Carta a uma velha
Frei Betto
Para Nina Garcia Alencar.
Querida amiga Nina,
Por que a trato com familiaridade? Ora, agora você me conhece intimamente: meu nome é Velhice. É bem verdade que muitas pessoas de avançada idade se sentem constrangidas, até humilhadas, ao se aproximarem de mim. Como se a Velhice fosse um mal a ser evitado.
Não se conformam com a progressiva e irrefreável degradação do organismo: a audição reduzida, as restrições alimentares, a mobilidade contida, o uso de bengala etc. Por isso, até se recusam a pronunciar meu nome. Esquecem que, à decadência do corpo, deveria corresponder a ascendência do espírito. Mas a vida ensina que não se colhe o que não se plantou.
Já não convém chamar uma pessoa de velha. Inventam-se eufemismos, como se a cobertura do bolo modificasse o sabor do recheio: terceira idade, melhor idade, dign/idade… Ora, se devemos encarar a realidade, sugiro ‘eterna idade’, já que os velhos estão mais próximos dela.
Aterrorizadas pela certeza de que um dia serão velhas, e iludidas pela busca ilusória de imortalidade, muitas pessoas, respaldadas pelos simulacros científicos que prometem juventude perene, se esforçam ao máximo para evitar o encontro comigo. Ingerem drágeas que prometem reduzir o desgaste das células, fazem cirurgias plásticas, passam horas a malhar o corpo. E ainda se dão ao ridículo de se fantasiarem de jovens, de adotar vocabulário de jovens, de frequentar festas de jovens. Como é triste ver uma velha de 70 anos bancando a mocinha de 20! Peruca na cabeça vai bem, mas na alma…

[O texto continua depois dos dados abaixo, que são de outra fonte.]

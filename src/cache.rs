//! Composition root: a [`BoundedCache`] wired to one [`EvictionPolicy`] and a
//! [`DiscardSink`].
//!
//! ## Architecture
//!
//! ```text
//!   ┌──────────────────────────────────────────────────────────────────────┐
//!   │                        Cache<K, V, P, S>                             │
//!   │                                                                      │
//!   │   store:  BoundedCache<K, V>     authoritative key → value map       │
//!   │   policy: P: EvictionPolicy<K>   trackers + victim selection         │
//!   │   sink:   S: DiscardSink<K>      one notification per eviction       │
//!   └──────────────────────────────────────────────────────────────────────┘
//!
//!   put(Some(k), Some(v))
//!     │
//!     ├─ k resident? ── yes ─► replace value, policy.record_update(k)
//!     │
//!     ├─ BeforeInsert && len >= capacity ─► evict one
//!     ├─ store.put(k, v), policy.record_insert(k)
//!     └─ AfterInsert && len > capacity  ─► evict one, repeat while over
//!
//!   evict one:
//!     victim = policy.select_victim(k)?       (None → stay over capacity)
//!     store.remove(victim), policy.record_removal(victim)
//!     sink.discard(victim)                    "DISCARD: <victim>"
//! ```
//!
//! The store and the trackers are always mutated together inside one call,
//! so tracked keys never outlive their store entry.
//!
//! ## Thread Safety
//!
//! `Cache` is single-threaded. Use
//! [`ConcurrentCache`](crate::sync::ConcurrentCache) to share one between
//! threads.
use std::hash::Hash;

use tracing::{debug, trace};

use crate::error::{ConfigError, InvariantError};
#[cfg(feature = "metrics")]
use crate::metrics::{CacheMetrics, CacheMetricsSnapshot};
use crate::policy::{EvictionPolicy, EvictionTiming};
use crate::sink::{DiscardSink, StdoutSink};
use crate::store::bounded::BoundedCache;
use crate::traits::{CoreCache, ReadOnlyCache};

/// Fixed-capacity cache driven by an eviction policy.
///
/// Usually named through one of the aliases
/// [`FifoCache`](crate::policy::fifo::FifoCache),
/// [`LfuCache`](crate::policy::lfu::LfuCache),
/// [`MruCache`](crate::policy::mru::MruCache), or built with
/// [`CacheBuilder`](crate::builder::CacheBuilder).
pub struct Cache<K, V, P, S = StdoutSink> {
    store: BoundedCache<K, V>,
    policy: P,
    sink: S,
    #[cfg(feature = "metrics")]
    metrics: CacheMetrics,
}

impl<K, V, P, S> Cache<K, V, P, S>
where
    K: Clone + Eq + Hash,
    P: EvictionPolicy<K>,
    S: DiscardSink<K>,
{
    /// Assembles a cache from its parts.
    ///
    /// # Panics
    ///
    /// Panics if `capacity` is zero. See [`try_from_parts`](Self::try_from_parts).
    pub fn from_parts(capacity: usize, policy: P, sink: S) -> Self {
        match Self::try_from_parts(capacity, policy, sink) {
            Ok(cache) => cache,
            Err(e) => panic!("{}", e),
        }
    }

    /// Assembles a cache, returning [`ConfigError`] for a zero capacity.
    pub fn try_from_parts(capacity: usize, policy: P, sink: S) -> Result<Self, ConfigError> {
        Ok(Self {
            store: BoundedCache::try_new(capacity)?,
            policy,
            sink,
            #[cfg(feature = "metrics")]
            metrics: CacheMetrics::default(),
        })
    }

    /// Stores `value` under `key`, evicting per policy.
    ///
    /// If either argument is `None` the call does nothing: no insertion, no
    /// eviction, no notification.
    ///
    /// # Example
    ///
    /// ```
    /// use evictkit::policy::fifo::FifoCache;
    ///
    /// let mut cache: FifoCache<&str, i32> = FifoCache::new(4);
    /// cache.put(Some("a"), Some(1));
    /// cache.put(None, Some(2));
    /// cache.put(Some("b"), None);
    ///
    /// assert_eq!(cache.len(), 1);
    /// assert_eq!(cache.get(&"a"), Some(&1));
    /// ```
    pub fn put(&mut self, key: Option<K>, value: Option<V>) {
        #[cfg(feature = "metrics")]
        self.metrics.record_put_call();

        let (Some(key), Some(value)) = (key, value) else {
            #[cfg(feature = "metrics")]
            self.metrics.record_put_ignored();
            trace!(policy = self.policy.name(), "put ignored: missing key or value");
            return;
        };
        self.insert(key, value);
    }

    /// Typed form of [`put`](Self::put); returns the replaced value, if any.
    ///
    /// Replacing the value of a resident key never evicts and never changes
    /// the key's insertion rank. Policies checked before insert evict at most
    /// one entry per call; policies checked after insert evict until the
    /// store is back within capacity or no victim is left.
    pub fn insert(&mut self, key: K, value: V) -> Option<V> {
        if let Some(slot) = self.store.get_mut(&key) {
            let old = std::mem::replace(slot, value);
            self.policy.record_update(&key);
            #[cfg(feature = "metrics")]
            self.metrics.record_insert_update();
            return Some(old);
        }

        let timing = self.policy.timing();
        if timing == EvictionTiming::BeforeInsert && self.store.is_full() {
            self.evict_one(&key);
        }

        self.store.put(key.clone(), value);
        self.policy.record_insert(&key);
        #[cfg(feature = "metrics")]
        self.metrics.record_insert_new();

        // drain back to capacity; stops early when the policy has no victim
        while timing == EvictionTiming::AfterInsert && self.store.is_over_capacity() {
            if !self.evict_one(&key) {
                break;
            }
        }

        #[cfg(debug_assertions)]
        self.validate_invariants();
        None
    }

    /// Removes at most one victim chosen by the policy.
    fn evict_one(&mut self, incoming: &K) -> bool {
        let Some(victim) = self.policy.select_victim(incoming) else {
            #[cfg(feature = "metrics")]
            self.metrics.record_eviction_skipped();
            debug!(
                policy = self.policy.name(),
                len = self.store.len(),
                capacity = self.store.capacity(),
                "over capacity but no eviction victim available"
            );
            return false;
        };

        self.store.remove(&victim);
        self.policy.record_removal(&victim);
        #[cfg(feature = "metrics")]
        self.metrics.record_eviction();
        trace!(policy = self.policy.name(), "evicted one entry");

        self.sink.discard(&victim);
        true
    }

    /// Returns the value for `key` and records the access with the policy.
    ///
    /// A miss has no side effects on the trackers.
    pub fn get(&mut self, key: &K) -> Option<&V> {
        if !self.store.contains(key) {
            #[cfg(feature = "metrics")]
            self.metrics.record_get_miss();
            return None;
        }
        self.policy.record_access(key);
        #[cfg(feature = "metrics")]
        self.metrics.record_get_hit();
        self.store.get(key)
    }

    /// Returns the value for `key` without recording an access.
    pub fn peek(&self, key: &K) -> Option<&V> {
        self.store.get(key)
    }

    pub fn contains(&self, key: &K) -> bool {
        self.store.contains(key)
    }

    pub fn len(&self) -> usize {
        self.store.len()
    }

    pub fn is_empty(&self) -> bool {
        self.store.is_empty()
    }

    pub fn capacity(&self) -> usize {
        self.store.capacity()
    }

    /// Drops every entry and all tracked state. No discard notifications are
    /// emitted.
    pub fn clear(&mut self) {
        self.store.clear();
        self.policy.clear();
    }

    /// Name of the active policy (`"fifo"`, `"lfu"`, `"mru"`).
    pub fn policy_name(&self) -> &'static str {
        self.policy.name()
    }

    pub fn policy(&self) -> &P {
        &self.policy
    }

    pub fn sink(&self) -> &S {
        &self.sink
    }

    pub fn sink_mut(&mut self) -> &mut S {
        &mut self.sink
    }

    /// Checks that the trackers agree with the store.
    pub fn check_invariants(&self) -> Result<(), InvariantError> {
        self.policy.check_invariants(&self.store)
    }

    #[cfg(debug_assertions)]
    fn validate_invariants(&self) {
        if let Err(e) = self.check_invariants() {
            panic!("cache invariant violated: {}", e);
        }
    }
}

#[cfg(feature = "metrics")]
impl<K, V, P, S> Cache<K, V, P, S>
where
    K: Clone + Eq + Hash,
    P: EvictionPolicy<K>,
    S: DiscardSink<K>,
{
    /// Returns a snapshot of cache metrics.
    pub fn metrics_snapshot(&self) -> CacheMetricsSnapshot {
        self.metrics.snapshot(self.store.len(), self.store.capacity())
    }
}

impl<K, V, P, S> std::fmt::Debug for Cache<K, V, P, S>
where
    K: Clone + Eq + Hash,
    P: EvictionPolicy<K>,
{
    fn fmt(&self, f: &mut std::fmt::Formatter<'_>) -> std::fmt::Result {
        f.debug_struct("Cache")
            .field("policy", &self.policy.name())
            .field("capacity", &self.store.capacity())
            .field("len", &self.store.len())
            .finish_non_exhaustive()
    }
}

impl<K, V, P, S> ReadOnlyCache<K, V> for Cache<K, V, P, S>
where
    K: Clone + Eq + Hash,
    P: EvictionPolicy<K>,
    S: DiscardSink<K>,
{
    #[inline]
    fn contains(&self, key: &K) -> bool {
        Cache::contains(self, key)
    }

    #[inline]
    fn len(&self) -> usize {
        Cache::len(self)
    }

    #[inline]
    fn capacity(&self) -> usize {
        Cache::capacity(self)
    }
}

impl<K, V, P, S> CoreCache<K, V> for Cache<K, V, P, S>
where
    K: Clone + Eq + Hash,
    P: EvictionPolicy<K>,
    S: DiscardSink<K>,
{
    #[inline]
    fn insert(&mut self, key: K, value: V) -> Option<V> {
        Cache::insert(self, key, value)
    }

    #[inline]
    fn get(&mut self, key: &K) -> Option<&V> {
        Cache::get(self, key)
    }

    fn clear(&mut self) {
        Cache::clear(self);
    }
}

#[cfg(test)]
mod tests {
    use super::*;
    use crate::policy::fifo::FifoPolicy;
    use crate::sink::RecordingSink;

    type Key = &'static str;
    type TestCache = Cache<Key, i32, FifoPolicy<Key>, RecordingSink<Key>>;

    fn fifo(capacity: usize) -> (TestCache, RecordingSink<Key>) {
        let sink = RecordingSink::new();
        let cache = Cache::from_parts(capacity, FifoPolicy::new(), sink.clone());
        (cache, sink)
    }

    mod basic_operations {
        use super::*;

        #[test]
        fn put_then_get_round_trips() {
            let (mut cache, _) = fifo(4);
            cache.put(Some("a"), Some(1));
            assert_eq!(cache.get(&"a"), Some(&1));
            assert_eq!(cache.peek(&"a"), Some(&1));
        }

        #[test]
        fn insert_returns_previous_value() {
            let (mut cache, sink) = fifo(2);
            assert_eq!(cache.insert("a", 1), None);
            assert_eq!(cache.insert("a", 2), Some(1));
            assert_eq!(cache.len(), 1);
            assert!(sink.is_empty());
        }

        #[test]
        fn clear_is_silent() {
            let (mut cache, sink) = fifo(2);
            cache.insert("a", 1);
            cache.insert("b", 2);
            cache.clear();

            assert!(cache.is_empty());
            assert!(sink.is_empty());
            cache.check_invariants().unwrap();
        }

        #[test]
        fn zero_capacity_is_a_config_error() {
            let result: Result<Cache<u32, u32, FifoPolicy<u32>, RecordingSink<u32>>, _> =
                Cache::try_from_parts(0, FifoPolicy::new(), RecordingSink::new());
            assert!(result.is_err());
        }

        #[test]
        fn debug_output_names_policy() {
            let (cache, _) = fifo(3);
            let dbg = format!("{:?}", cache);
            assert!(dbg.contains("fifo"));
            assert!(dbg.contains("capacity: 3"));
        }
    }

    mod null_guard {
        use super::*;

        #[test]
        fn missing_key_or_value_is_ignored() {
            let (mut cache, sink) = fifo(1);
            cache.put(Some("a"), Some(1));

            cache.put(None, Some(2));
            cache.put(Some("b"), None);
            cache.put(None, None);

            assert_eq!(cache.len(), 1);
            assert!(sink.is_empty());
            assert!(!cache.contains(&"b"));
        }

        #[test]
        fn missing_value_does_not_touch_resident_key() {
            let (mut cache, _) = fifo(2);
            cache.put(Some("a"), Some(1));
            cache.put(Some("a"), None);
            assert_eq!(cache.get(&"a"), Some(&1));
        }
    }

    mod trait_access {
        use super::*;

        #[test]
        fn core_cache_delegates() {
            let (mut cache, _) = fifo(2);
            assert_eq!(CoreCache::insert(&mut cache, "k", 1), None);
            assert_eq!(CoreCache::insert(&mut cache, "k", 2), Some(1));
            assert_eq!(CoreCache::get(&mut cache, &"k"), Some(&2));
            assert!(ReadOnlyCache::contains(&cache, &"k"));
            assert_eq!(ReadOnlyCache::capacity(&cache), 2);
            assert!(!ReadOnlyCache::is_empty(&cache));
            CoreCache::clear(&mut cache);
            assert_eq!(ReadOnlyCache::len(&cache), 0);
        }
    }

    #[cfg(feature = "metrics")]
    mod metrics {
        use super::*;
        use crate::policy::lfu::LfuPolicy;

        #[test]
        fn counters_follow_operations() {
            let (mut cache, _) = fifo(1);
            cache.put(Some("a"), Some(1));
            cache.put(Some("a"), Some(2));
            cache.put(None, Some(3));
            cache.put(Some("b"), Some(4));
            cache.get(&"b");
            cache.get(&"a");

            let snap = cache.metrics_snapshot();
            assert_eq!(snap.put_calls, 4);
            assert_eq!(snap.puts_ignored, 1);
            assert_eq!(snap.insert_new, 2);
            assert_eq!(snap.insert_updates, 1);
            assert_eq!(snap.evictions, 1);
            assert_eq!(snap.get_hits, 1);
            assert_eq!(snap.get_misses, 1);
            assert_eq!(snap.cache_len, 1);
            assert_eq!(snap.capacity, 1);
        }

        #[test]
        fn skipped_eviction_is_counted() {
            let sink = RecordingSink::new();
            let mut cache = Cache::from_parts(1, LfuPolicy::new(), sink.clone());
            cache.insert("a", 1);
            cache.insert("b", 2);

            let snap = cache.metrics_snapshot();
            assert_eq!(snap.evictions, 0);
            assert_eq!(snap.evictions_skipped, 1);
            assert!(sink.is_empty());
        }

        #[test]
        fn after_insert_drain_counts_every_eviction() {
            let sink = RecordingSink::new();
            let mut cache = Cache::from_parts(1, LfuPolicy::new(), sink.clone());
            cache.insert("a", 1);
            cache.insert("b", 2);
            cache.insert("c", 3);
            assert_eq!(cache.len(), 3);

            cache.get(&"a");
            cache.insert("d", 4);

            // unread b and c go first, then a once it is the only candidate
            assert_eq!(sink.keys(), vec!["b", "c", "a"]);
            assert_eq!(cache.len(), 1);
            assert!(cache.contains(&"d"));
            let snap = cache.metrics_snapshot();
            assert_eq!(snap.evictions, 3);
            assert_eq!(snap.evictions_skipped, 2);
            cache.check_invariants().unwrap();
        }
    }
}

Nina, sei o quanto a sua vida valeu a pena: a família, a fé, as flores de seu acalanto, a sabedoria de permanecer numa cidade do interior e não acompanhar os filhos no rumo das metrópoles.
O que a faz longeva? O que lhe permite celebrar saudáveis 95 anos sem ter recorrido a nenhum desses artifícios? A paz de espírito. Você escolheu cultivar bens infinitos, aqueles que se guardam no coração, e não bens finitos, que envaidecem sem jamais saciar a sede de Absoluto. Você escolheu a amorosa maravilha da cotidianeidade, essas miudezas que, como miçangas, colorem a linha da felicidade: a oração, a frequência à igreja, o encontro com as amigas, o socorro aos pobres, o cuidado da casa e, no crepúsculo da vida, dar-se ao direito de espiar o mundo pelas janelas dos livros, dos jornais, da TV.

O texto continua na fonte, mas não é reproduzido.